The Data Problem in Cannabis
How economic incentives have corrupted cannabis data
When a consumer or patient visits a dispensary, there is one metric they are almost always basing their purchasing decision on – the THC potency.
THC, the decarboxylated form of THCa and the cannabinoid responsible for the plant’s euphoric effect, has become the primary marker of quality in today’s market. The cannabinoid is what cannabis is famous for, and despite the wide array of valuable compounds the plant brings to the table, THC is what consumers and thus dispensaries are currently chasing.

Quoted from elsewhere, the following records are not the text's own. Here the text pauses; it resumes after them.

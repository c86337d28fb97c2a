/*! Connection-oriented transport with per-operation timeouts.

Every operation dials a fresh TCP connection, bounded by a dial timeout,
and closes it when done. The address family of the endpoint picks the IPv4
or IPv6 stream transport.
*/

use std::time::Duration;

use futures::{SinkExt, StreamExt};
use thiserror::Error;
use tokio::net::TcpStream;
use tokio::time::timeout;
use tokio_util::codec::Framed;

use dor_packet::endpoint::Endpoint;
use dor_packet::packet::Packet;

use crate::codec::{DecodeError, EncodeError, PacketCodec};
use crate::stats::Stats;

/// Default timeout for establishing a connection.
pub const DIAL_TIMEOUT: Duration = Duration::from_secs(3);
/// Default timeout for writing one packet.
pub const WRITE_TIMEOUT: Duration = Duration::from_secs(2);
/// Default timeout for reading one reply.
pub const READ_TIMEOUT: Duration = Duration::from_secs(5);

/// Error of a transport operation.
#[derive(Debug, Error)]
pub enum TransportError {
    #[error("dial to {ep} timed out")]
    DialTimeout {
        /// The endpoint that was dialed.
        ep: Endpoint,
    },
    #[error("dial to {ep} failed: {error}")]
    Dial {
        /// The endpoint that was dialed.
        ep: Endpoint,
        /// Underlying connect error.
        error: std::io::Error,
    },
    #[error("write timed out")]
    WriteTimeout,
    #[error("read timed out")]
    ReadTimeout,
    #[error("connection closed before a reply was received")]
    ConnectionClosed,
    #[error("{0}")]
    Encode(#[from] EncodeError),
    #[error("{0}")]
    Decode(#[from] DecodeError),
}

/// One-shot packet transport over TCP.
#[derive(Clone, Debug)]
pub struct Transport {
    dial_timeout: Duration,
    write_timeout: Duration,
    read_timeout: Duration,
    stats: Stats,
}

impl Default for Transport {
    fn default() -> Transport {
        Transport::new()
    }
}

impl Transport {
    /// Transport with the default timeouts.
    pub fn new() -> Transport {
        Transport::with_stats(Stats::new())
    }

    /// Transport counting its traffic into shared stats.
    pub fn with_stats(stats: Stats) -> Transport {
        Transport {
            dial_timeout: DIAL_TIMEOUT,
            write_timeout: WRITE_TIMEOUT,
            read_timeout: READ_TIMEOUT,
            stats,
        }
    }

    async fn dial(&self, ep: &Endpoint) -> Result<Framed<TcpStream, PacketCodec>, TransportError> {
        let stream = timeout(self.dial_timeout, TcpStream::connect(ep.to_socket_addr()))
            .await
            .map_err(|_| TransportError::DialTimeout { ep: *ep })?
            .map_err(|error| TransportError::Dial { ep: *ep, error })?;
        Ok(Framed::new(stream, PacketCodec::new(self.stats.clone())))
    }

    /// Dial `ep`, write one packet, close.
    pub async fn send(&self, ep: &Endpoint, packet: Packet) -> Result<(), TransportError> {
        let mut framed = self.dial(ep).await?;
        timeout(self.write_timeout, framed.send(packet))
            .await
            .map_err(|_| TransportError::WriteTimeout)?
            .map_err(TransportError::Encode)?;
        Ok(())
    }

    /// Dial `ep`, write a request, read one reply, close.
    pub async fn request(&self, ep: &Endpoint, request: Packet) -> Result<Packet, TransportError> {
        let mut framed = self.dial(ep).await?;
        timeout(self.write_timeout, framed.send(request))
            .await
            .map_err(|_| TransportError::WriteTimeout)?
            .map_err(TransportError::Encode)?;

        let reply = timeout(self.read_timeout, framed.next())
            .await
            .map_err(|_| TransportError::ReadTimeout)?
            .ok_or(TransportError::ConnectionClosed)?
            .map_err(TransportError::Decode)?;
        Ok(reply)
    }
}
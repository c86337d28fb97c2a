/*! The onion frame format and its construction.

Every onion packet on the wire is exactly [`ONION_PACKET_SIZE`] bytes: a
fixed 275-byte header, an AEAD ciphertext whose true length is hidden by an
XOR mask, and fresh random padding up to the frame size. Peeling a layer
yields either the final payload or the next, already-built frame.
*/

mod builder;
mod layer;
mod layer_ciphered;
mod wrapped_key;

pub use self::builder::{build_onion, compute_path_overhead, BuildOnionError, MAX_JUMP};
pub use self::layer::{
    cipher_text_len_mask16, LayerError, OnionLayer, FIXED_HEADER_SIZE,
    HKDF_INFO_CIPHER_TEXT_LEN_MASK,
};
pub use self::layer_ciphered::{OnionLayerCiphered, INNER_METADATA_FIXED_SIZE};
pub use self::wrapped_key::{
    build_wrapped_keys, derive_wrapping_key, WrapKeysError, WrappedKey, HKDF_INFO_WRAPPED_KEY,
    HKDF_SALT_WRAPPED_KEY, MAX_WRAPPED_KEYS, WRAPPED_KEY_AAD, WRAPPED_KEY_CIPHER_SIZE,
    WRAPPED_KEY_NONCE_SIZE, WRAPPED_KEY_SIZE,
};

/// Size of every onion packet on the wire.
pub const ONION_PACKET_SIZE: usize = 4096;

/// Bit of the inner flags byte marking the final hop.
pub const FLAG_LAST_SERVER: u8 = 0x08; // 0000 1000
/// Bits of the inner flags byte carrying the next-hop count.
pub const FLAG_NB_NEXT_HOPS: u8 = 0x07; // 0000 0111

/// Whether the flags byte marks the final hop.
pub fn is_last_server(flags: u8) -> bool {
    (flags & FLAG_LAST_SERVER) != 0
}

/// Number of next-hop endpoints encoded in the flags byte.
pub fn nb_next_hops(flags: u8) -> u8 {
    flags & FLAG_NB_NEXT_HOPS
}
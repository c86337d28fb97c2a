/*! Statistics of wire packets and onion outcomes.

The codec counts frames crossing the wire in either direction; the relay
handlers record what became of each inbound onion. All counters are shared
through cheap clones, so a daemon can report totals on shutdown.
*/

use std::sync::atomic::{AtomicU64, Ordering};
use std::sync::Arc;

/// Struct for various counters.
#[derive(Clone, Debug, Default)]
pub struct Stats {
    /// Shared counters.
    pub counters: Arc<Counters>,
}

impl Stats {
    /// New Stats object.
    pub fn new() -> Self {
        Default::default()
    }
}

/// Counters of wire packets and per-onion outcomes.
#[derive(Debug, Default)]
pub struct Counters {
    /// Packets decoded from the wire.
    incoming: AtomicU64,
    /// Packets encoded onto the wire.
    outgoing: AtomicU64,
    /// Onions whose payload was consumed locally.
    onions_delivered: AtomicU64,
    /// Onions forwarded to a next hop.
    onions_relayed: AtomicU64,
    /// Onions dropped at any stage.
    onions_dropped: AtomicU64,
}

impl Counters {
    /// Add 1 to the incoming packet counter.
    pub fn increase_incoming(&self) {
        self.incoming.fetch_add(1, Ordering::Relaxed);
    }

    /// Add 1 to the outgoing packet counter.
    pub fn increase_outgoing(&self) {
        self.outgoing.fetch_add(1, Ordering::Relaxed);
    }

    /// Record a locally delivered onion payload.
    pub fn increase_delivered(&self) {
        self.onions_delivered.fetch_add(1, Ordering::Relaxed);
    }

    /// Record a forwarded onion.
    pub fn increase_relayed(&self) {
        self.onions_relayed.fetch_add(1, Ordering::Relaxed);
    }

    /// Record a dropped onion.
    pub fn increase_dropped(&self) {
        self.onions_dropped.fetch_add(1, Ordering::Relaxed);
    }

    /// Get the incoming packet counter.
    pub fn incoming(&self) -> u64 {
        self.incoming.load(Ordering::Relaxed)
    }

    /// Get the outgoing packet counter.
    pub fn outgoing(&self) -> u64 {
        self.outgoing.load(Ordering::Relaxed)
    }

    /// Get the delivered onion counter.
    pub fn onions_delivered(&self) -> u64 {
        self.onions_delivered.load(Ordering::Relaxed)
    }

    /// Get the relayed onion counter.
    pub fn onions_relayed(&self) -> u64 {
        self.onions_relayed.load(Ordering::Relaxed)
    }

    /// Get the dropped onion counter.
    pub fn onions_dropped(&self) -> u64 {
        self.onions_dropped.load(Ordering::Relaxed)
    }
}
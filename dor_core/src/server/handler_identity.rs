/*! Handler for the identity exchange request.
*/

use dor_packet::packet::{GetIdentityResponse, Packet};

use super::Server;

/// Reply with this relay's UUID and public key.
pub(super) fn handle_get_identity(server: &Server) -> Packet {
    debug!("identity requested");

    let identity = server.identity();
    Packet::GetIdentityResponse(GetIdentityResponse {
        uuid: identity.uuid,
        public_key: identity.pub_key,
    })
}
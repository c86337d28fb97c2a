//! End-to-end scenarios: real relay servers on loopback, a real client,
//! onion frames travelling the full path.

use std::time::Duration;

use tokio::net::TcpListener;
use tokio::sync::mpsc;
use tokio::time::timeout;
use tokio_util::sync::CancellationToken;

use dor_core::client::Client;
use dor_core::identity::load_private_identity;
use dor_core::server::Server;
use dor_packet::endpoint::Endpoint;
use dor_packet::relay::{Relay, RelayGroup};

struct TestRelay {
    ep: Endpoint,
    server: Server,
    shutdown: CancellationToken,
    task: tokio::task::JoinHandle<()>,
    delivered: mpsc::Receiver<Vec<u8>>,
    _dir: tempfile::TempDir,
}

impl TestRelay {
    async fn spawn(bind: &str) -> TestRelay {
        let dir = tempfile::tempdir().unwrap();
        let identity = load_private_identity(dir.path()).unwrap();

        let listener = TcpListener::bind(bind).await.unwrap();
        let addr = listener.local_addr().unwrap();
        let ep = Endpoint::new(addr.ip(), addr.port()).unwrap();

        let (tx, rx) = mpsc::channel(8);
        let mut server = Server::new(identity);
        server.set_delivery_sink(tx);

        let shutdown = CancellationToken::new();
        let task = {
            let server = server.clone();
            let shutdown = shutdown.clone();
            tokio::spawn(async move { server.run(listener, shutdown).await })
        };

        TestRelay {
            ep,
            server,
            shutdown,
            task,
            delivered: rx,
            _dir: dir,
        }
    }

    async fn stop(self) {
        self.shutdown.cancel();
        self.task.await.unwrap();
    }

    async fn expect_delivery(&mut self) -> Vec<u8> {
        timeout(Duration::from_secs(5), self.delivered.recv())
            .await
            .expect("payload should be delivered in time")
            .expect("delivery sink should stay open")
    }

    fn expect_no_delivery(&mut self) {
        assert!(
            self.delivered.try_recv().is_err(),
            "no payload should have been delivered"
        );
    }
}

#[tokio::test(flavor = "multi_thread")]
async fn single_hop_over_ipv6_delivers_the_payload() {
    let mut relay = TestRelay::spawn("[::1]:0").await;

    let client = Client::new();
    let groups = client.resolve_path(&[vec![relay.ep]]).await.unwrap();
    let dest: Endpoint = "[::1]:8080".parse().unwrap();
    client.send_message(dest, groups, b"ping").await.unwrap();

    assert_eq!(relay.expect_delivery().await, b"ping");
    relay.stop().await;
}

#[tokio::test(flavor = "multi_thread")]
async fn two_hop_chain_delivers_the_payload() {
    let mut first = TestRelay::spawn("127.0.0.1:0").await;
    let mut second = TestRelay::spawn("127.0.0.1:0").await;

    let client = Client::new();
    let groups = client
        .resolve_path(&[vec![first.ep], vec![second.ep]])
        .await
        .unwrap();
    let dest: Endpoint = "8.8.8.8:63".parse().unwrap();

    let payload = b"Who are you? Google?";
    client.send_message(dest, groups, payload).await.unwrap();

    assert_eq!(second.expect_delivery().await, payload);
    first.expect_no_delivery();

    // Let the first relay's task get past its post-send bookkeeping.
    tokio::time::sleep(Duration::from_millis(100)).await;
    assert_eq!(first.server.stats().counters.onions_relayed(), 1);
    assert_eq!(second.server.stats().counters.onions_delivered(), 1);

    first.stop().await;
    second.stop().await;
}

#[tokio::test(flavor = "multi_thread")]
async fn five_hop_path_delivers_the_payload() {
    let mut relays = Vec::new();
    for _ in 0..5 {
        relays.push(TestRelay::spawn("127.0.0.1:0").await);
    }

    let client = Client::new();
    let path: Vec<Vec<Endpoint>> = relays.iter().map(|r| vec![r.ep]).collect();
    let groups = client.resolve_path(&path).await.unwrap();
    let dest: Endpoint = "[::1]:8080".parse().unwrap();
    client.send_message(dest, groups, b"hello").await.unwrap();

    let mut last = relays.pop().unwrap();
    assert_eq!(last.expect_delivery().await, b"hello");
    last.stop().await;
    for relay in relays {
        relay.stop().await;
    }
}

#[tokio::test(flavor = "multi_thread")]
async fn frame_for_an_unknown_identity_is_dropped_silently() {
    let mut relay = TestRelay::spawn("127.0.0.1:0").await;

    // A group pointing at the live relay's endpoint but carrying a
    // stranger's identity material: the relay can never unwrap a slot.
    let stranger_sk = dor_crypto::clamp_scalar(dor_crypto::random_array());
    let stranger = Relay {
        ep: relay.ep,
        uuid: uuid::Uuid::new_v4(),
        pub_key: dor_crypto::derive_public_key(stranger_sk),
    };
    let groups = vec![RelayGroup::new(vec![stranger]).unwrap()];

    let client = Client::new();
    let dest: Endpoint = "[::1]:8080".parse().unwrap();
    client.send_message(dest, groups, b"x").await.unwrap();

    // Give the relay a moment to process and drop the frame.
    tokio::time::sleep(Duration::from_millis(300)).await;
    relay.expect_no_delivery();
    assert_eq!(relay.server.stats().counters.onions_dropped(), 1);

    // The relay is still healthy and answering.
    client.fetch_relay_identity(relay.ep).await.unwrap();
    relay.stop().await;
}

#[tokio::test(flavor = "multi_thread")]
async fn first_group_candidates_are_tried_in_order() {
    let mut live = TestRelay::spawn("127.0.0.1:0").await;

    // Reserve a port, then free it so the dial is refused.
    let dead_ep = {
        let listener = TcpListener::bind("127.0.0.1:0").await.unwrap();
        let addr = listener.local_addr().unwrap();
        Endpoint::new(addr.ip(), addr.port()).unwrap()
    };

    let client = Client::new();
    let live_relay = client.fetch_relay_identity(live.ep).await.unwrap();
    let dead_sk = dor_crypto::clamp_scalar(dor_crypto::random_array());
    let dead_relay = Relay {
        ep: dead_ep,
        uuid: uuid::Uuid::new_v4(),
        pub_key: dor_crypto::derive_public_key(dead_sk),
    };

    let groups = vec![RelayGroup::new(vec![dead_relay, live_relay]).unwrap()];
    let dest: Endpoint = "[::1]:8080".parse().unwrap();
    client.send_message(dest, groups, b"fallback").await.unwrap();

    assert_eq!(live.expect_delivery().await, b"fallback");
    live.stop().await;
}

#[tokio::test(flavor = "multi_thread")]
async fn shutdown_stops_accepting_and_is_idempotent() {
    let relay = TestRelay::spawn("127.0.0.1:0").await;
    let ep = relay.ep;
    let shutdown = relay.shutdown.clone();

    shutdown.cancel();
    relay.task.await.unwrap();

    // A second cancellation is a no-op.
    shutdown.cancel();

    // The listener is gone; new connections are refused.
    let client = Client::new();
    assert!(client.fetch_relay_identity(ep).await.is_err());
}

The higher the THC percentage, the more a cultivator can sell their flower for. This creates an economic incentive for higher THC numbers. In order for cultivators to stay competitive within their wholesale markets, they now have to find ways to increase the cannabinoid production in their product. There are a few ways in which a cultivator could encourage higher cannabinoid production in the plant, but most of these strategies involve money and resources. An easier and cheaper option is to simply pick a testing lab that will provide the desired data – the highest THC count.
While independent testing labs have to obtain ISO accreditation to operate, there is little standardization beyond that. Labs who are struggling to keep clients may be inclined to adjust their methods to produce higher THC numbers. On the other hand, cultivators under pressure have their own ways they could ensure higher numbers. For example, sprinkling kief on a flower sample is an easy way to increase the THC percentage.
No matter who is to blame, the effect is real – most cannabis product labels on the market today can’t be trusted to provide accurate information to consumers and patients. Without real data to rely on, it’s much harder to calculate an appropriate dose. Safety data is also at risk, as cultivators are more likely to send their product to a testing lab that won’t fail their samples for contaminants like mold. For immunocompromised patients, exposure to mold can be a health hazard.
Now that we’ve established the threat that inaccurate data poses to public safety, let’s talk about how to tell when data has been compromised.
How to Spot a Data Problem
Most licensed cannabis markets use METRC, a seed-to-sale system that tracks cannabis from seed through harvest and testing to sale. This platform houses all the testing data for all the cannabis products sold within Massachusetts, Colorado, California, and more. In most states, this data is not publicly available. Curious consumers, researchers, data scientists, and anyone else interested in the data have to rely on the product labels provided by the producer. Or, they can file a public records request, like Michael Zoorob did.
Zoorob obtained testing data from Nevada state dating between December 2017 to January 2020 and found an “unusual spike in the frequency of products reporting just higher than 20% THC.” Below, you can see a graph from his study that illustrates the spike.
The dramatic spike is a clear marker of manipulation. If the data were clean, it would show approximately as many flower products testing just below 20% THC as it does above. For comparison, below is a graph illustrating the distribution of THC in flower samples tested at MCR Labs in Massachusetts.
When it comes to Massachusetts, we have no idea what the data will look like. The data is currently only accessible by the Cannabis Control Commission. Jeff Rawson, a former Harvard postdoctoral fellow in chemistry and the founder of the nonprofit Institute of Cannabis Science, has conducted his own study by testing samples off the shelf.
He used three different labs for this study, and found that while all three labs had results consistent with each other, the results differed greatly from what was advertised on the label.
So, we do have some indication that cannabis labels are inaccurate in Massachusetts. Now, what can we do about it?
The cheapest and fastest way for any state to address their cannabis data problem would be to publish compliance testing results. Making the data public will allow data scientists to conduct their own research that would hold bad actors accountable. It will also send a message about transparency, creating an incentive for both labs and producers to utilize honest business practices.
Frequent and consistent off-the-shelf testing conducted by the Cannabis Control Commission would also create a deterrent against data manipulation, but only if there are repercussions for those who are caught.
While there are other costly and more laborious solutions, such as a state run & funded standards lab, these two actions could be taken up immediately and send a clear message to the Massachusetts market: data manipulation and scientific fraud will not be tolerated.
The data is what separates the legal market from the unregulated market. If consumers and patients can’t trust the product labels, they might as well buy cheaper products from the unregulated market. The data problem could destroy this industry’s credibility if we let it – or, we could put the right incentives in place to encourage an honest and thriving legal cannabis market.